GIVEN RECORDS
▶

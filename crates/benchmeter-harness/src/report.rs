//! Run reports.

use crate::HarnessError;
use crate::export::ExportConfigurations;
use benchmeter_core::{
    Comparison, MetricKind, MetricPercentiles, Percentile, PercentileSet, RunSummary, Verdict,
};
use serde::{Deserialize, Serialize};
use std::collections::BTreeMap;
use std::fmt::Write as _;
use std::fs;
use std::path::Path;

/// Reduced results of one metric.
#[derive(Debug, Clone, PartialEq, Serialize, Deserialize)]
pub struct MetricReport {
    pub percentiles: PercentileSet,
    pub samples: u64,
    #[serde(default, skip_serializing_if = "Option::is_none")]
    pub mean: Option<f64>,
}

/// Everything measured and decided for one benchmark.
#[derive(Debug, Clone, PartialEq, Serialize, Deserialize)]
pub struct BenchmarkReport {
    pub module: String,
    pub benchmark: String,
    #[serde(default, skip_serializing_if = "BTreeMap::is_empty")]
    pub tags: BTreeMap<String, String>,
    #[serde(default, skip_serializing_if = "ExportConfigurations::is_empty")]
    pub export: ExportConfigurations,
    pub summary: RunSummary,
    pub metrics: BTreeMap<MetricKind, MetricReport>,
    #[serde(default, skip_serializing_if = "Option::is_none")]
    pub baseline: Option<String>,
    pub comparison: Comparison,
}

impl BenchmarkReport {
    pub fn full_name(&self) -> String {
        format!("{}.{}", self.module, self.benchmark)
    }

    pub fn verdict(&self) -> Verdict {
        self.comparison.verdict
    }

    pub fn percentiles(&self) -> MetricPercentiles {
        self.metrics
            .iter()
            .map(|(metric, report)| (*metric, report.percentiles))
            .collect()
    }

    /// One line per failing metric and percentile.
    pub fn failure_lines(&self) -> Vec<String> {
        self.comparison
            .failures()
            .map(|failure| format!("{}: {}", self.full_name(), failure))
            .collect()
    }
}

/// Reports of a whole run.
#[derive(Debug, Clone, PartialEq, Serialize, Deserialize)]
pub struct SuiteReport {
    pub generated_at: chrono::DateTime<chrono::Utc>,
    pub benchmarks: Vec<BenchmarkReport>,
    pub verdict: Verdict,
}

impl SuiteReport {
    pub fn new(benchmarks: Vec<BenchmarkReport>) -> Self {
        let verdict = Verdict::combine(benchmarks.iter().map(BenchmarkReport::verdict));
        Self {
            generated_at: chrono::Utc::now(),
            benchmarks,
            verdict,
        }
    }

    pub fn is_pass(&self) -> bool {
        self.verdict.is_pass()
    }

    pub fn failure_lines(&self) -> Vec<String> {
        self.benchmarks
            .iter()
            .flat_map(BenchmarkReport::failure_lines)
            .collect()
    }

    pub fn to_json(&self) -> Result<String, HarnessError> {
        serde_json::to_string_pretty(self)
            .map_err(|e| HarnessError::Serialization(format!("JSON serialization failed: {}", e)))
    }

    pub fn from_json(content: &str) -> Result<Self, HarnessError> {
        serde_json::from_str(content)
            .map_err(|e| HarnessError::Serialization(format!("Failed to parse report: {}", e)))
    }

    /// Human readable tables, one per benchmark.
    pub fn render_text(&self) -> String {
        let mut out = String::new();
        for benchmark in &self.benchmarks {
            let _ = writeln!(
                out,
                "{} ({} batches x {} iterations)",
                benchmark.full_name(),
                benchmark.summary.measured_batches,
                scaling(benchmark)
            );

            let _ = write!(out, "{:<32}", "Metric");
            for percentile in Percentile::ALL {
                let _ = write!(out, "{:>12}", percentile.name());
            }
            let _ = writeln!(out, "{:>10}", "Samples");

            for (metric, report) in &benchmark.metrics {
                let label = format!("{} ({})", metric, metric.unit());
                let _ = write!(out, "{:<32}", label);
                for (_, value) in report.percentiles.iter() {
                    let _ = write!(out, "{:>12}", value);
                }
                let _ = writeln!(out, "{:>10}", report.samples);
            }

            let _ = writeln!(out, "Result: {}", benchmark.verdict());
            for line in benchmark.failure_lines() {
                let _ = writeln!(out, "  {}", line);
            }
            out.push('\n');
        }

        let failed = self
            .benchmarks
            .iter()
            .filter(|b| !b.verdict().is_pass())
            .count();
        let _ = writeln!(
            out,
            "{} benchmarks, {} failed: {}",
            self.benchmarks.len(),
            failed,
            self.verdict
        );
        out
    }
}

/// Write rendered report output to `path`.
pub fn write_report<P: AsRef<Path>>(path: P, content: &str) -> Result<(), HarnessError> {
    fs::write(path.as_ref(), content)
        .map_err(|e| HarnessError::Export(format!("Failed to write report file: {}", e)))
}

fn scaling(benchmark: &BenchmarkReport) -> u64 {
    let summary = &benchmark.summary;
    let batches = summary.warmup_batches + summary.measured_batches;
    if batches == 0 {
        0
    } else {
        summary.total_iterations / batches
    }
}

◀

TASK TO COMPLETE
Each line from the one containing "let summary = &benchmark.summary;" to the end of the listing above must be printed exactly, and no other line may appear.

OUTPUT OF THE TASK
    let summary = &benchmark.summary;
    let batches = summary.warmup_batches + summary.measured_batches;
    if batches == 0 {
        0
    } else {
        summary.total_iterations / batches
    }
}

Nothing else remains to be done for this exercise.